From 0dd127bb00c111613bd0a23a39c7220bf17d2b12 Mon Sep 17 00:00:00 2001
From: Ines Montani <ines@ines.io>
Date: Tue, 1 Oct 2019 21:37:06 +0200
Subject: [PATCH] Update v2-2.md [ci skip]

---
 website/docs/usage/v2-2.md | 28 ++++++++++++++++++++++++++++
 1 file changed, 28 insertions(+)

diff --git a/website/docs/usage/v2-2.md b/website/docs/usage/v2-2.md
index 3941b046c..ef616825a 100644
--- a/website/docs/usage/v2-2.md
+++ b/website/docs/usage/v2-2.md
@@ -334,6 +334,11 @@ check if all of your models are up to date, you can run the
   the `Vocab` and serialized with it. This means that serialized objects (`nlp`,
   pipeline components, vocab) will now include additional data, and models
   written to disk will include additional files.
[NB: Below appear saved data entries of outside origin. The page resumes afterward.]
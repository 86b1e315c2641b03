//! Matcher chain: the first matcher recognising a constraint decides

use std::sync::Arc;

use crate::module::ModuleDescriptor;
use crate::version::matcher::VersionMatcher;
use crate::version::matchers::{
    LatestVersionMatcher, PatternVersionMatcher, SubRevisionMatcher, VersionRangeMatcher,
};

pub struct ChainVersionMatcher {
    matchers: Vec<Arc<dyn VersionMatcher>>,
}

impl ChainVersionMatcher {
    pub fn new(matchers: Vec<Arc<dyn VersionMatcher>>) -> Self {
        Self { matchers }
    }

    fn find(&self, revision: &str) -> Option<&Arc<dyn VersionMatcher>> {
        self.matchers.iter().find(|m| m.is_dynamic(revision))
    }
}

impl Default for ChainVersionMatcher {
    /// latest, sub revision, range and pattern matchers; everything else is exact
    fn default() -> Self {
        Self::new(vec![
            Arc::new(LatestVersionMatcher),
            Arc::new(SubRevisionMatcher),
            Arc::new(VersionRangeMatcher),
            Arc::new(PatternVersionMatcher),
        ])
    }
}

impl VersionMatcher for ChainVersionMatcher {
    fn name(&self) -> &'static str {
        "chain"
    }

    fn is_dynamic(&self, revision: &str) -> bool {
        self.find(revision).is_some()
    }

    fn accept(&self, constraint: &str, candidate: &str) -> bool {
        match self.find(constraint) {
            Some(matcher) => matcher.accept(constraint, candidate),
            None => constraint == candidate,
        }
    }

    fn needs_descriptor(&self, constraint: &str) -> bool {
        self.find(constraint)
            .is_some_and(|m| m.needs_descriptor(constraint))
    }

    fn accept_descriptor(&self, constraint: &str, descriptor: &ModuleDescriptor) -> bool {
        match self.find(constraint) {
            Some(matcher) => matcher.accept_descriptor(constraint, descriptor),
            None => true,
        }
    }
}

#[cfg(test)]
mod tests {
    use super::*;
    use rstest::rstest;

    #[rstest]
    #[case("latest.integration", true)]
    #[case("1.+", true)]
    #[case("[1.0,2.0)", true)]
    #[case(r"regexp(1\..*)", true)]
    #[case("1.1", false)]
    #[case("trunk-SNAPSHOT", false)]
    fn default_chain_classifies_revisions(#[case] revision: &str, #[case] expected: bool) {
        assert_eq!(ChainVersionMatcher::default().is_dynamic(revision), expected);
    }

    #[rstest]
    #[case("1.+", "1.4", true)]
    #[case("[1.0,2.0)", "2.0", false)]
    #[case("1.1", "1.1", true)]
    #[case("1.1", "1.2", false)]
    fn accept_delegates_to_recognising_matcher(
        #[case] constraint: &str,
        #[case] candidate: &str,
        #[case] expected: bool,
    ) {
        assert_eq!(ChainVersionMatcher::default().accept(constraint, candidate), expected);
    }

    #[test]
    fn empty_chain_treats_everything_as_exact() {
        let chain = ChainVersionMatcher::new(vec![]);
        assert!(!chain.is_dynamic("latest.integration"));
        assert!(!chain.needs_descriptor("latest.release"));
    }
}
use std::path::{Path, PathBuf};

use chrono::TimeDelta;
use serde::Deserialize;

use crate::cache::freshness::{DEFAULT_TTL_MS, FreshnessPolicy, TtlRule as PolicyRule};
use crate::cache::layout::{CacheLayout, DEFAULT_ARTIFACT_PATTERN, DEFAULT_DESCRIPTOR_PATTERN};
use crate::cache::options::CacheMetadataOptions;
use crate::error::ConfigError;

const APP_NAME: &str = "modcache";

/// Cache configuration
#[derive(Debug, Clone, Deserialize, PartialEq)]
#[serde(default, rename_all = "camelCase")]
pub struct CacheConfig {
    /// Cache root directory
    pub root: PathBuf,
    /// Default time-to-live of cached entries in milliseconds
    pub ttl_ms: i64,
    pub check_ttl: bool,
    pub use_cache_only: bool,
    pub validate: bool,
    pub descriptor_pattern: String,
    pub artifact_pattern: String,
    pub ttl_rules: Vec<TtlRule>,
}

impl Default for CacheConfig {
    fn default() -> Self {
        Self {
            root: cache_dir(),
            ttl_ms: DEFAULT_TTL_MS,
            check_ttl: true,
            use_cache_only: false,
            validate: false,
            descriptor_pattern: DEFAULT_DESCRIPTOR_PATTERN.to_string(),
            artifact_pattern: DEFAULT_ARTIFACT_PATTERN.to_string(),
            ttl_rules: Vec::new(),
        }
    }
}

/// Per-module TTL override; `*` matches any value
#[derive(Debug, Clone, Deserialize, PartialEq)]
#[serde(rename_all = "camelCase")]
pub struct TtlRule {
    #[serde(default = "any")]
    pub organisation: String,
    #[serde(default = "any")]
    pub module: String,
    pub ttl_ms: i64,
}

fn any() -> String {
    crate::cache::freshness::ANY.to_string()
}

impl CacheConfig {
    pub fn to_layout(&self) -> CacheLayout {
        CacheLayout {
            descriptor_pattern: self.descriptor_pattern.clone(),
            artifact_pattern: self.artifact_pattern.clone(),
        }
    }

    pub fn to_freshness_policy(&self) -> FreshnessPolicy {
        self.ttl_rules.iter().fold(
            FreshnessPolicy::new(TimeDelta::milliseconds(self.ttl_ms)),
            |policy, rule| {
                policy.with_rule(PolicyRule {
                    organisation: rule.organisation.clone(),
                    module: rule.module.clone(),
                    ttl: TimeDelta::milliseconds(rule.ttl_ms),
                })
            },
        )
    }

    /// Lookup options carrying the configured defaults
    pub fn to_options(&self) -> CacheMetadataOptions {
        CacheMetadataOptions::new()
            .with_check_ttl(self.check_ttl)
            .with_use_cache_only(self.use_cache_only)
            .with_validate(self.validate)
    }
}

/// Load configuration from a JSON file; missing fields take defaults
pub fn load_config(path: &Path) -> Result<CacheConfig, ConfigError> {
    let content = std::fs::read(path).map_err(|source| ConfigError::Read {
        path: path.to_path_buf(),
        source,
    })?;
    serde_json::from_slice(&content).map_err(|source| ConfigError::Parse {
        path: path.to_path_buf(),
        source,
    })
}

/// Returns the default cache root.
/// Uses $XDG_CACHE_HOME/modcache if XDG_CACHE_HOME is set,
/// otherwise falls back to ~/.cache/modcache,
/// or ./modcache if neither is available.
pub fn cache_dir() -> PathBuf {
    dir_with_env(std::env::var("XDG_CACHE_HOME").ok(), dirs::home_dir(), ".cache")
}

/// Returns the data directory holding the log file.
pub fn data_dir() -> PathBuf {
    dir_with_env(std::env::var("XDG_DATA_HOME").ok(), dirs::home_dir(), ".local/share")
}

/// Returns the path to the log file.
pub fn log_path() -> PathBuf {
    data_dir().join("modcache.log")
}

fn dir_with_env(xdg_home: Option<String>, home_dir: Option<PathBuf>, fallback: &str) -> PathBuf {
    let base = xdg_home
        .filter(|dir| !dir.is_empty())
        .map(PathBuf::from)
        .or_else(|| home_dir.map(|home| home.join(fallback)))
        .unwrap_or_else(|| PathBuf::from("."));

    base.join(APP_NAME)
}
//! Revision constraint handling
//!
//! Decides whether a requested revision is exact or dynamic and, given
//! concrete candidates, which of them a constraint accepts.
//!
//! # Modules
//!
//! - [`matcher`]: `VersionMatcher` trait
//! - [`matchers`]: concrete matchers (exact, latest, sub revision, range, pattern, chain)
//! - [`revision`]: revision ordering shared by matchers and resolvers

pub mod matcher;
pub mod matchers;
pub mod revision;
+- The [`Lemmatizer`](/api/lemmatizer) class is now initialized with an instance
+  of [`Lookups`](/api/lookups) containing the rules and tables, instead of dicts
+  as separate arguments. This makes it easier to share data tables and modify
+  them at runtime. This is mostly internals, but if you've been implementing a
+  custom `Lemmatizer`, you'll need to update your code.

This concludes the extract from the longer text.